En effet, fort de cette sensibilisation, le CAT a considéré qu’au regard des obstructions dont font l’objet les familles de disparus lors de leur dépôt de plainte, il incombait en premier chef aux « autorités judiciaires compétentes (...) d’initier spontanément des enquêtes sans qu’il ait besoin de dépôt de plaintes individuelles, ceci dans le but d’élucider le sort des personnes disparues, d’identifier, de poursuivre et de sanctionner les auteurs de ces actes... ».
S’agissant de l’impunité des groupes armés et des agents de l’Etat, le CAT, à l’instar du Comité des droits de l’Homme en novembre 2007, demande l’amendement du chapitre 2 portant sur l’amnistie des criminels et de l’article 45 de l’ordonnance 06-01 portant application de la Charte pour la paix et la réconciliation nationale « afin de préciser que l’exonération des poursuites ne s’applique en aucun cas aux crimes tels que la torture, y compris le viol ou la disparition forcée, qui sont des crimes imprescriptibles ».
Le CFDA et la FIDH se réjouissent également de la demande du CAT d’ « abolir l’obligation pour les familles d’attester la mort de la personne disparue afin de pouvoir bénéficier d’une indemnisation » tout en rappelant que la disparition forcée peut constituer un traitement inhumain pour les membres des familles de disparus.
Le CAT considère par ailleurs que « la publication des noms des personnes disparues recensées depuis les années 1990 pourrait s’avérer fort utile lors de la collecte d’informations auprès de personnes qui pourraient apporter des éléments susceptibles de faire avancer l’enquête » et de lui faire parvenir cette liste.
S’agissant des gardes à vue et des détentions arbitraires, le CAT a également prononcé des recommandations exemplaires en demandant à l’Algérie de s’assurer que le droit des prévenus à un avocat dès leur arrestation est respecté tout comme celui de recevoir la visite de leur famille et d’être examiné par un médecin.
L’Etat partie devrait également s’assurer que tous les lieux de détentions, y compris ceux régis par le département du renseignement et de la sécurité (DRS) soient placés sans délai sous le contrôle de l’administration pénitentiaire civile et du parquet et […] prendre les mesures nécessaires pour enquêter sur les allégations concernant les centres secrets de détention régis par le DRS ».

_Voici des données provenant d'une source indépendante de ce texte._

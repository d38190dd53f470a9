//! Pure posterior, Bayes and MAP computations on face vectors.

use tracing::trace;

use crate::error::Result;
use crate::faces::{check_face_vector, NUM_FACES};

/// Adds observation counts to prior pseudo-counts, elementwise.
///
/// The result is the posterior Dirichlet concentration vector; it is not
/// normalized.
///
/// # Errors
///
/// Returns [`crate::DiceError::InvalidInput`] if either vector does not have
/// six finite, non-negative entries, or if an entry of the sum overflows.
pub fn compute_posterior(prior: &[f64], observations: &[f64]) -> Result<Vec<f64>> {
    check_face_vector("prior", prior)?;
    check_face_vector("observations", observations)?;

    let posterior: Vec<f64> = prior
        .iter()
        .zip(observations.iter())
        .map(|(&p, &o)| p + o)
        .collect();
    check_face_vector("posterior", &posterior)?;
    Ok(posterior)
}

/// Normalizes a posterior concentration vector into its mean, `αᵢ / Σαⱼ`.
///
/// A posterior with zero total mass yields six zeros.
///
/// # Errors
///
/// Returns [`crate::DiceError::InvalidInput`] if `posterior` does not have six
/// finite, non-negative entries.
pub fn compute_bayes_estimator(posterior: &[f64]) -> Result<Vec<f64>> {
    check_face_vector("posterior", posterior)?;
    Ok(dirichlet_mean(posterior))
}

/// Computes the clipped posterior mode from a prior and observations.
///
/// With `α = prior + observations`, entry `i` is
/// `max(0, αᵢ - 1) / max(1, Σα - 6)`. The clipping is only the true mode when
/// every `αᵢ > 1`; otherwise it is a bounded fallback and the entries may not
/// sum to one.
///
/// # Errors
///
/// Returns [`crate::DiceError::InvalidInput`] if either vector does not have
/// six finite, non-negative entries.
pub fn compute_map_estimator(prior: &[f64], observations: &[f64]) -> Result<Vec<f64>> {
    let alpha = compute_posterior(prior, observations)?;
    Ok(dirichlet_clipped_mode(&alpha))
}

/// Divisor that keeps `Σα` finite: 1 unless the plain sum overflows, in which
/// case the largest entry.
fn mass_scale(alpha: &[f64]) -> f64 {
    let sum: f64 = alpha.iter().sum();
    if sum.is_finite() {
        1.0
    } else {
        trace!("concentration sum overflows, rescaling by the largest entry");
        alpha.iter().copied().fold(0.0, f64::max)
    }
}

pub(crate) fn dirichlet_mean(alpha: &[f64]) -> Vec<f64> {
    let scale = mass_scale(alpha);
    let sum: f64 = alpha.iter().map(|&a| a / scale).sum();
    if sum <= 0.0 {
        trace!("posterior has no mass, mean falls back to zeros");
        return vec![0.0; alpha.len()];
    }
    alpha.iter().map(|&a| a / scale / sum).collect()
}

pub(crate) fn dirichlet_clipped_mode(alpha: &[f64]) -> Vec<f64> {
    #[allow(clippy::cast_precision_loss)]
    let k = NUM_FACES as f64;
    let scale = mass_scale(alpha);
    let sum: f64 = alpha.iter().map(|&a| a / scale).sum();
    let denominator = (sum - k / scale).max(1.0 / scale);
    alpha
        .iter()
        .map(|&a| (a - 1.0).max(0.0) / scale / denominator)
        .collect()
}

Pour conclure, le CAT encourage l’Algérie à collaborer avec les procédures spéciales des Nations Unies et l’engage à ratifier les principaux traités relatifs aux droits de l’Homme et notamment la Convention internationale pour la protection de toutes les personnes contre les disparitions forcées.
Le CFDA et la FIDH appellent le gouvernement à mettre en œuvre immédiatement toutes les recommandations du CAT.